Really! The US is the world leader when it comes to making electricity using fission.

At the current time, it is not economical to extract fissionable material from spent fuel.

I had to look up the definition of ‘byzantine’.

So Tom which application for a COL, power uprate, extension of 20 years has been rejected?

I worked in China. The best I can tell, the level of detail is the same. Word for word, and in English. Yes, I have worked on both. More detail is required in Finland. Canada is downright obstructive.

So why is the leader in keeping old plants running? Because we were the leader in building new reactors. Why is China building more commercial nukes that anyone else at the moment? They were the world leader in slave labor coal for 50 years and dirty power plants.
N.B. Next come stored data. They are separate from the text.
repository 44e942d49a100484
use sea_orm::entity::prelude::*;

#[derive(Clone, Debug, PartialEq, DeriveEntityModel)]
#[sea_orm(table_name = "order_items")]
pub struct Model {
    #[sea_orm(primary_key)]
    pub id: i32,
    pub order_id: i32,
    pub product_id: i32,
    pub quantity: i32,
    #[sea_orm(column_type = "Decimal(Some((12, 2)))")]
    pub price: Decimal,
    pub created_at: DateTimeWithTimeZone,
}

#[derive(Copy, Clone, Debug, EnumIter, DeriveRelation)]
pub enum Relation {
    #[sea_orm(
        belongs_to = "super::orders::Entity",
        from = "Column::OrderId",
        to = "super::orders::Column::Id",
        on_delete = "Cascade"
    )]
    Orders,
}

impl Related<super::orders::Entity> for Entity {
    fn to() -> RelationDef {
        Relation::Orders.def()
    }
}

impl ActiveModelBehavior for ActiveModel {}
#[tokio::test]
async fn lists_orders_with_status_filter_and_paging() {
    let h = harness(widget_catalog(), None, 4);
    for _ in 0..3 {
        let (status, _) = send(
            &h.app,
            "POST",
            "/orders",
            Some(TOKEN),
            Some(json!({"items": [{"product_id": 1, "quantity": 1}]})),
        )
        .await;
        assert_eq!(status, StatusCode::CREATED);
    }
    let (status, _) = send(
        &h.app,
        "PATCH",
        "/orders/1/status",
        Some(TOKEN),
        Some(json!({"status": "shipped"})),
    )
    .await;
    assert_eq!(status, StatusCode::OK);

    let (status, body) = send(&h.app, "GET", "/orders?per_page=2", Some(TOKEN), None).await;
    assert_eq!(status, StatusCode::OK);
    assert_eq!(body["meta"]["total"], 3);
    assert_eq!(body["meta"]["per_page"], 2);
    let ids: Vec<i64> = body["data"]["items"]
        .as_array()
        .unwrap()
        .iter()
        .map(|o| o["order"]["id"].as_i64().unwrap())
        .collect();
    assert_eq!(ids, vec![3, 2]);

    let (_, body) = send(
        &h.app,
        "GET",
        "/orders?status=shipped&sort_order=asc",
        Some(TOKEN),
        None,
    )
    .await;
    assert_eq!(body["meta"]["total"], 1);
    assert_eq!(body["data"]["items"][0]["order"]["id"], 1);
    assert_eq!(body["data"]["items"][0]["items"][0]["price"], "9.99");

    let (status, _) = send(&h.app, "GET", "/orders?status=lost", Some(TOKEN), None).await;
    assert_eq!(status, StatusCode::BAD_REQUEST);

    let (_, body) = send(&h.app, "GET", "/orders", Some(OTHER_TOKEN), None).await;
    assert_eq!(body["meta"]["total"], 0);
}
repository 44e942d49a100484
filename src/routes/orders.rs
use axum::{
    Json, Router,
    extract::State,
    http::StatusCode,
    routing::{get, patch},
};

use crate::{
    dto::orders::{OrderCreate, OrderList, OrderWithItems, UpdateOrderStatusRequest},
    error::AppResult,
    extract::{AppJson, AppPath, AppQuery},
    middleware::auth::AuthUser,
    models::Order,
    response::ApiResponse,
    routes::params::OrderListQuery,
    services::order_service,
    state::AppState,
};

pub fn router() -> Router<AppState> {
    Router::new()
        .route("/", get(list_orders).post(create_order))
        .route("/{id}", get(get_order))
        .route("/{id}/status", patch(update_order_status))
}

#[utoipa::path(
    post,
    path = "/orders",
    request_body = OrderCreate,
    responses(
        (status = 201, description = "Order created", body = ApiResponse<OrderWithItems>),
        (status = 400, description = "Empty order, bad quantity or insufficient stock"),
        (status = 401, description = "Missing or invalid credential"),
        (status = 404, description = "Unknown product"),
        (status = 409, description = "Inventory reservation rejected"),
        (status = 503, description = "Catalog or inventory service unavailable"),
        (status = 500, description = "Storage failure"),
    ),
    security(("bearer_auth" = [])),
    tag = "Orders"
)]
pub async fn create_order(
    State(state): State<AppState>,
    user: AuthUser,
    AppJson(payload): AppJson<OrderCreate>,
) -> AppResult<(StatusCode, Json<ApiResponse<OrderWithItems>>)> {
    let resp = order_service::create_order(&state, &user, payload).await?;
    Ok((StatusCode::CREATED, Json(resp)))
}

#[utoipa::path(
    get,
    path = "/orders",
    params(OrderListQuery),
    responses(
        (status = 200, description = "Orders of the caller", body = ApiResponse<OrderList>),
        (status = 400, description = "Unknown status filter"),
        (status = 401, description = "Missing or invalid credential"),
    ),
    security(("bearer_auth" = [])),
    tag = "Orders"
)]
pub async fn list_orders(
    State(state): State<AppState>,
    user: AuthUser,
    AppQuery(query): AppQuery<OrderListQuery>,
) -> AppResult<Json<ApiResponse<OrderList>>> {
    let resp = order_service::list_orders(&state, &user, query).await?;
    Ok(Json(resp))
}

#[utoipa::path(
    get,
    path = "/orders/{id}",
    params(("id" = i32, Path, description = "Order ID")),
    responses(
        (status = 200, description = "Order with its items", body = ApiResponse<OrderWithItems>),
        (status = 401, description = "Missing or invalid credential"),
        (status = 404, description = "Order not found"),
    ),
    security(("bearer_auth" = [])),
    tag = "Orders"
)]
pub async fn get_order(
    State(state): State<AppState>,
    user: AuthUser,
    AppPath(id): AppPath<i32>,
) -> AppResult<Json<ApiResponse<OrderWithItems>>> {
    let resp = order_service::get_order(&state, &user, id).await?;
    Ok(Json(resp))
}

#[utoipa::path(
    patch,
    path = "/orders/{id}/status",
    params(("id" = i32, Path, description = "Order ID")),
    request_body = UpdateOrderStatusRequest,
    responses(
        (status = 200, description = "Status updated", body = ApiResponse<Order>),
        (status = 400, description = "Invalid status"),
        (status = 401, description = "Missing or invalid credential"),
        (status = 404, description = "Order not found"),
    ),
    security(("bearer_auth" = [])),
    tag = "Orders"
)]
pub async fn update_order_status(
    State(state): State<AppState>,
    user: AuthUser,
    AppPath(id): AppPath<i32>,
    AppJson(payload): AppJson<UpdateOrderStatusRequest>,
) -> AppResult<Json<ApiResponse<Order>>> {
    let resp = order_service::update_order_status(&state, &user, id, payload).await?;
    Ok(Json(resp))
}
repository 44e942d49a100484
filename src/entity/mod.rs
pub mod order_items;
pub mod orders;

pub use order_items::Entity as OrderItems;
pub use orders::Entity as Orders;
When the world price of coal includes protecting workers and the environment, China figured out they needed to build reactors.

Griff
November 15, 2017 7:08 am

I’m a bit puzzled by the Bangladeshis saying they’d like technology to improve their coal plants, as the coal plants they are building are of the advanced supercritical design

https://en.wikipedia.org/wiki/Sahiwal_Coal_Power_Project

However since they have to import coal for these, I predict that a lot of their planned coal plant won’t get built…

paqyfelyc
Reply to  Griff
November 15, 2017 7:21 am

You don’t predict anything you actually trust yourself, unless you put some stake in it (money, or what ever is relevant for you). Do you?

Bob boder
Reply to  paqyfelyc
November 15, 2017 8:33 am

if you were Griff and every prediction you ever made was so wildly wrong would you put your money on your own predictions? Well here’s hoping Griff doesn’t put his money down on his own predictions the world has enough people collecting subsidies it does need another.

LdB
Reply to  Griff
November 15, 2017 8:44 am

It’s pretty basic Griff even a green econut like you should be able to understand it. They have the 10th highest population density in the world they don’t have the land mass to give over to renewables. They can’t generate enough electricity any other way, unless you are going to give them nuclear power.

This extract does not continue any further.